## Data excerpts
use std::collections::{HashMap, HashSet};

use crate::compiler::keys::{Key, StructuralKey};
use crate::compiler::Category;
use crate::error::CompileError;

/// Largest offset an `f32` record field holds exactly
pub const MAX_FLOAT_OFFSET: i32 = 1 << f32::MANTISSA_DIGITS;

/// Structurally distinct elements of `all`, in order of first occurrence
pub fn distinct<T: StructuralKey + Clone>(all: &[T]) -> Vec<T> {
    let mut seen: HashSet<Key> = HashSet::with_capacity(all.len());
    all.iter()
        .filter(|item| seen.insert(item.structural_key()))
        .cloned()
        .collect()
}

/// Maps each distinct entity of one category to its element offset in the
/// compiled array of that category. The offset of an entity is the summed
/// record size of all entities registered before it.
#[derive(Debug)]
pub struct OffsetTable {
    category: Category,
    offsets: HashMap<Key, i32>,
    len: usize,
}

impl OffsetTable {
    pub fn new(category: Category) -> OffsetTable {
        OffsetTable {
            category,
            offsets: HashMap::new(),
            len: 0,
        }
    }

    /// Table over `items` where every record is `record_size` elements long
    pub fn with_fixed_size<T: StructuralKey>(
        category: Category,
        items: &[T],
        record_size: usize,
    ) -> Result<OffsetTable, CompileError> {
        Self::with_sizes(category, items.iter().map(|item| (item, record_size)))
    }

    pub fn with_sizes<T: StructuralKey>(
        category: Category,
        items: impl IntoIterator<Item = (T, usize)>,
    ) -> Result<OffsetTable, CompileError> {
        let mut table = OffsetTable::new(category);
        for (item, size) in items {
            table.insert(&item, size)?;
        }
        Ok(table)
    }

    /// Registers `item` at the current end of the array. Registering an entity
    /// twice keeps its first offset and does not grow the array.
    pub fn insert<T: StructuralKey>(&mut self, item: &T, size: usize) -> Result<i32, CompileError> {
        let key = item.structural_key();
        if let Some(&offset) = self.offsets.get(&key) {
            return Ok(offset);
        }

        let offset = self.to_offset(self.len)?;
        self.to_offset(self.len + size)?;
        self.offsets.insert(key, offset);
        self.len += size;
        Ok(offset)
    }

    pub fn offset_of<T: StructuralKey>(&self, item: &T) -> Result<i32, CompileError> {
        self.offsets
            .get(&item.structural_key())
            .copied()
            .ok_or(CompileError::MissingEntity { category: self.category })
    }

    /// `offset_of` for records stored as floats, where offsets past
    /// `MAX_FLOAT_OFFSET` would round to a neighbouring element
    pub fn float_offset_of<T: StructuralKey>(&self, item: &T) -> Result<f32, CompileError> {
        let offset = self.offset_of(item)?;
        if offset > MAX_FLOAT_OFFSET {
            return Err(CompileError::OffsetOverflow { category: self.category });
        }
        Ok(offset as f32)
    }

    pub fn category(&self) -> Category {
        self.category
    }

    /// Number of distinct entities registered
    pub fn count(&self) -> usize {
        self.offsets.len()
    }

    /// Total element length of the compiled array
    pub fn len(&self) -> usize {
        self.len
    }

    pub fn is_empty(&self) -> bool {
        self.len == 0
    }

    fn to_offset(&self, value: usize) -> Result<i32, CompileError> {
        i32::try_from(value).map_err(|_| CompileError::OffsetOverflow { category: self.category })
    }
}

## Brief
Starting from the line with "pub fn offset_of<T: StructuralKey>(&self, item: &T)" and ending with the final line of the data, quote every line exactly, both ends included.

## Solution to the exercise
    pub fn offset_of<T: StructuralKey>(&self, item: &T) -> Result<i32, CompileError> {
        self.offsets
            .get(&item.structural_key())
            .copied()
            .ok_or(CompileError::MissingEntity { category: self.category })
    }

    /// `offset_of` for records stored as floats, where offsets past
    /// `MAX_FLOAT_OFFSET` would round to a neighbouring element
    pub fn float_offset_of<T: StructuralKey>(&self, item: &T) -> Result<f32, CompileError> {
        let offset = self.offset_of(item)?;
        if offset > MAX_FLOAT_OFFSET {
            return Err(CompileError::OffsetOverflow { category: self.category });
        }
        Ok(offset as f32)
    }

    pub fn category(&self) -> Category {
        self.category
    }

    /// Number of distinct entities registered
    pub fn count(&self) -> usize {
        self.offsets.len()
    }

    /// Total element length of the compiled array
    pub fn len(&self) -> usize {
        self.len
    }

    pub fn is_empty(&self) -> bool {
        self.len == 0
    }

    fn to_offset(&self, value: usize) -> Result<i32, CompileError> {
        i32::try_from(value).map_err(|_| CompileError::OffsetOverflow { category: self.category })
    }
}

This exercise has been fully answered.